Problem statement: Read through the data and report every line in which the word "enum" occurs.

Records supplied:
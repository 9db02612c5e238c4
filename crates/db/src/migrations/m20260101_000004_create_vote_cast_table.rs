//! Create `vote_cast` table (ballot ledger).

use sea_orm_migration::prelude::*;

#[derive(DeriveMigrationName)]
pub struct Migration;

#[async_trait::async_trait]
impl MigrationTrait for Migration {
    async fn up(&self, manager: &SchemaManager) -> Result<(), DbErr> {
        manager
            .create_table(
                Table::create()
                    .table(VoteCast::Table)
                    .if_not_exists()
                    .col(
                        ColumnDef::new(VoteCast::Id)
                            .string_len(32)
                            .not_null()
                            .primary_key(),
                    )
                    .col(ColumnDef::new(VoteCast::VoteId).string_len(32).not_null())
                    .col(ColumnDef::new(VoteCast::OptionId).string_len(32).not_null())
                    .col(ColumnDef::new(VoteCast::UserId).string_len(64).not_null())
                    .col(ColumnDef::new(VoteCast::WeightApplied).double().not_null())
                    .col(
                        ColumnDef::new(VoteCast::Revision)
                            .integer()
                            .not_null()
                            .default(0),
                    )
                    .col(ColumnDef::new(VoteCast::Sequence).big_integer().not_null())
                    .col(
                        ColumnDef::new(VoteCast::CastAt)
                            .timestamp_with_time_zone()
                            .not_null()
                            .default(Expr::current_timestamp()),
                    )
                    .col(ColumnDef::new(VoteCast::IpAddress).string_len(64))
                    .col(ColumnDef::new(VoteCast::UserAgent).text())
                    .foreign_key(
                        ForeignKey::create()
                            .name("fk_vote_cast_vote")
                            .from(VoteCast::Table, VoteCast::VoteId)
                            .to(Vote::Table, Vote::Id)
                            .on_delete(ForeignKeyAction::Restrict),
                    )
                    .foreign_key(
                        ForeignKey::create()
                            .name("fk_vote_cast_option")
                            .from(VoteCast::Table, VoteCast::OptionId)
                            .to(VoteOption::Table, VoteOption::Id)
                            .on_delete(ForeignKeyAction::Restrict),
                    )
                    .to_owned(),
            )
            .await?;

        // A voter's n-th ballot can only be written once; concurrent
        // double-submits collide here.
        manager
            .create_index(
                Index::create()
                    .name("idx_vote_cast_vote_id_user_id_revision")
                    .table(VoteCast::Table)
                    .col(VoteCast::VoteId)
                    .col(VoteCast::UserId)
                    .col(VoteCast::Revision)
                    .unique()
                    .to_owned(),
            )
            .await?;

        // Append position within the vote
        manager
            .create_index(
                Index::create()
                    .name("idx_vote_cast_vote_id_sequence")
                    .table(VoteCast::Table)
                    .col(VoteCast::VoteId)
                    .col(VoteCast::Sequence)
                    .unique()
                    .to_owned(),
            )
            .await?;

        // Effective-ballot lookups
        manager
            .create_index(
                Index::create()
                    .name("idx_vote_cast_vote_id_user_id_cast_at")
                    .table(VoteCast::Table)
                    .col(VoteCast::VoteId)
                    .col(VoteCast::UserId)
                    .col(VoteCast::CastAt)
                    .to_owned(),
            )
            .await?;

        Ok(())
    }

    async fn down(&self, manager: &SchemaManager) -> Result<(), DbErr> {
        manager
            .drop_table(Table::drop().table(VoteCast::Table).to_owned())
            .await
    }
}

#[derive(Iden)]
enum VoteCast {
    Table,
    Id,
    VoteId,
    OptionId,
    UserId,
    WeightApplied,
    Revision,
    Sequence,
    CastAt,
    IpAddress,
    UserAgent,
}

#[derive(Iden)]
enum Vote {
    Table,
    Id,
}

#[derive(Iden)]
enum VoteOption {
    Table,
    Id,
}
impl From<vote_action::Model> for ActionResponse {
    fn from(a: vote_action::Model) -> Self {
        Self {
            id: a.id,
            vote_id: a.vote_id,
            action_type: a.action_type,
            performed_by: a.performed_by,
            performed_by_name: a.performed_by_name,
            metadata: a.metadata,
            sequence: a.sequence,
            created_at: a.created_at.to_rfc3339(),
        }
    }
}

/// Eligibility snapshot entry response.
#[derive(Debug, Serialize)]
#[serde(rename_all = "camelCase")]
pub struct EligibilityResponse {
    pub user_id: String,
    pub user_name: String,
    pub user_role: String,
    pub weight: f64,
    pub eligible: bool,
}

impl From<vote_eligibility::Model> for EligibilityResponse {
    fn from(e: vote_eligibility::Model) -> Self {
        Self {
            user_id: e.user_id,
            user_name: e.user_name,
            user_role: e.user_role,
            weight: e.weight,
            eligible: e.eligible,
        }
    }
}

/// The caller's own ballot.
#[derive(Debug, Serialize)]
#[serde(rename_all = "camelCase")]
pub struct MyBallotResponse {
    pub vote_id: String,
    pub eligible: bool,
    pub weight: Option<f64>,
    pub ballot: Option<BallotResponse>,
    pub history_count: usize,
}

impl From<MyBallot> for MyBallotResponse {
    fn from(m: MyBallot) -> Self {
        Self {
            vote_id: m.vote_id,
            eligible: m.eligibility.as_ref().is_some_and(|e| e.eligible),
            weight: m.eligibility.map(|e| e.weight),
            ballot: m.ballot.map(Into::into),
            history_count: m.history_count,
        }
    }
}

/// Overdue vote response.
#[derive(Debug, Serialize)]
#[serde(rename_all = "camelCase")]
pub struct OverdueVoteResponse {
    #[serde(flatten)]
    pub vote: VoteResponse,
    pub deadline: String,
}

impl From<OverdueVote> for OverdueVoteResponse {
    fn from(o: OverdueVote) -> Self {
        Self {
            vote: o.vote.into(),
            deadline: o.deadline.to_rfc3339(),
        }
    }
}

/// Opened vote response.
#[derive(Debug, Serialize)]
#[serde(rename_all = "camelCase")]
pub struct OpenedVoteResponse {
    pub vote: VoteResponse,
    pub total_eligible: usize,
}

/// Cast response.
#[derive(Debug, Serialize)]
#[serde(rename_all = "camelCase")]
pub struct CastResponse {
    pub ballot: BallotResponse,
    pub changed: bool,
    pub auto_closed: bool,
}

impl From<CastOutcome> for CastResponse {
    fn from(c: CastOutcome) -> Self {
        Self {
            ballot: c.ballot.into(),
            changed: c.changed,
            auto_closed: c.auto_closed,
        }
    }
}

/// Close response. `closed` is false when a concurrent close got there
/// first; the vote and results are then the ones that close produced.
#[derive(Debug, Serialize)]
#[serde(rename_all = "camelCase")]
pub struct CloseResponse {
    pub closed: bool,
    pub trigger: Option<&'static str>,
    pub vote: VoteResponse,
    pub results: ResultsResponse,
}

impl From<CloseOutcome> for CloseResponse {
    fn from(c: CloseOutcome) -> Self {
        Self {
            closed: true,
            trigger: Some(c.trigger.as_str()),
            vote: c.vote.into(),
            results: c.results.into(),
        }
    }
}

/// Reconcile response.
#[derive(Debug, Serialize)]
#[serde(rename_all = "camelCase")]
pub struct ReconcileResponse {
    pub diverged: bool,
    pub vote: VoteResponse,
    pub results: ResultsResponse,
}

impl From<ReconcileOutcome> for ReconcileResponse {
    fn from(r: ReconcileOutcome) -> Self {
        Self {
            diverged: r.diverged,
            vote: r.vote.into(),
            results: r.results.into(),
        }
    }
}

/// Open vote request.
#[derive(Debug, Default, Deserialize)]
#[serde(rename_all = "camelCase")]
pub struct OpenVoteRequest {
    /// Inline roster; the roster directory is asked when absent.
    #[serde(default)]
    pub roster: Option<Vec<RosterEntry>>,
}

/// Cast request.
#[derive(Debug, Deserialize)]
#[serde(rename_all = "camelCase")]
pub struct CastRequest {
    pub option_id: String,
}

/// Close request.
#[derive(Debug, Default, Deserialize)]
#[serde(rename_all = "camelCase")]
pub struct CloseRequest {
    #[serde(default)]
    pub force: bool,
}

/// Reopen request.
#[derive(Debug, Deserialize)]
#[serde(rename_all = "camelCase")]
pub struct ReopenRequest {
    #[serde(default)]
    pub reason: String,
}

/// Results query.
#[derive(Debug, Default, Deserialize)]
pub struct ResultsQuery {
    #[serde(default)]
    pub live: bool,
}

/// Board listing query.
#[derive(Debug, Default, Deserialize)]
pub struct BoardVotesQuery {
    pub status: Option<VoteStatus>,
}

// ==================== Routers ====================

/// Create the votes router.
pub fn router() -> Router<AppState> {
    Router::new()
        .route("/", post(create))
        .route("/overdue", get(overdue))
        .route("/{id}", get(show).delete(delete))
        .route("/{id}/configure", put(configure))
        .route("/{id}/open", post(open))
        .route("/{id}/cast", post(cast))
        .route("/{id}/close", post(close))
        .route("/{id}/reopen", post(reopen))
        .route("/{id}/archive", post(archive))
        .route("/{id}/reconcile", post(reconcile))
        .route("/{id}/results", get(results))
        .route("/{id}/actions", get(actions))
        .route("/{id}/ballot", get(my_ballot))
        .route("/{id}/eligibility", get(eligibility))
}

/// Create the entities router.
pub fn entities_router() -> Router<AppState> {
    Router::new().route("/{entity_type}/{entity_id}/votes", get(votes_by_entity))
}

/// Create the meetings router.
pub fn meetings_router() -> Router<AppState> {
    Router::new().route("/{id}/votes", get(votes_by_meeting))
}

/// Create the boards router.
pub fn boards_router() -> Router<AppState> {
    Router::new().route("/{id}/votes", get(votes_by_board))
}

// ==================== Handlers ====================

/// Create a draft vote.
async fn create(
    AuthActor(actor): AuthActor,
    State(state): State<AppState>,
    Json(req): Json<CreateVoteInput>,
) -> AppResult<ApiResponse<VoteResponse>> {
    let vote = state.lifecycle.create(&actor, req).await?;

    Ok(ApiResponse::created(vote.into()))
}

/// Replace the rules and options of a vote.
async fn configure(
    AuthActor(actor): AuthActor,
    State(state): State<AppState>,
    Path(id): Path<String>,
    Json(req): Json<ConfigureVoteInput>,
) -> AppResult<ApiResponse<ConfiguredVoteResponse>> {
    let configured = state.lifecycle.configure(&id, &actor, req).await?;

    Ok(ApiResponse::ok(configured.into()))
}

/// Snapshot eligibility and open the vote.
async fn open(
    AuthActor(actor): AuthActor,
    State(state): State<AppState>,
    Path(id): Path<String>,
    Json(req): Json<OpenVoteRequest>,
) -> AppResult<ApiResponse<OpenedVoteResponse>> {
    let opened = state.lifecycle.open(&id, &actor, req.roster).await?;

    Ok(ApiResponse::ok(OpenedVoteResponse {
        vote: opened.vote.into(),
        total_eligible: opened.total_eligible,
    }))
}

/// Cast or change a ballot.
async fn cast(
    AuthActor(actor): AuthActor,
    Client(client): Client,
    State(state): State<AppState>,
    Path(id): Path<String>,
    Json(req): Json<CastRequest>,
) -> AppResult<ApiResponse<CastResponse>> {
    let outcome = state
        .lifecycle
        .cast(&id, &actor, &req.option_id, client)
        .await?;

    Ok(ApiResponse::ok(outcome.into()))
}

/// Close a vote and publish its results.
async fn close(
    AuthActor(actor): AuthActor,
    State(state): State<AppState>,
    Path(id): Path<String>,
    Json(req): Json<CloseRequest>,
) -> AppResult<ApiResponse<CloseResponse>> {
    if let Some(closed) = state.lifecycle.close(&id, &actor, req.force).await? {
        return Ok(ApiResponse::ok(closed.into()));
    }

    debug!(vote_id = %id, "Close lost to a concurrent close; returning stored results");
    let detail = state.query.get_vote(&id).await?;
    let results = state.query.get_results(&id).await?;

    Ok(ApiResponse::ok(CloseResponse {
        closed: false,
        trigger: None,
        vote: detail.vote.into(),
        results: results.into(),
    }))
}

/// Reopen a closed vote.
async fn reopen(
    AuthActor(actor): AuthActor,
    State(state): State<AppState>,
    Path(id): Path<String>,
    Json(req): Json<ReopenRequest>,
) -> AppResult<ApiResponse<VoteResponse>> {
    let vote = state.lifecycle.reopen(&id, &actor, &req.reason).await?;

    Ok(ApiResponse::ok(vote.into()))
}

/// Archive a closed vote.
async fn archive(
    AuthActor(actor): AuthActor,
    State(state): State<AppState>,
    Path(id): Path<String>,
) -> AppResult<ApiResponse<VoteResponse>> {
    let vote = state.lifecycle.archive(&id, &actor).await?;

    Ok(ApiResponse::ok(vote.into()))
}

Your response:
enum VoteCast {
enum Vote {
enum VoteOption {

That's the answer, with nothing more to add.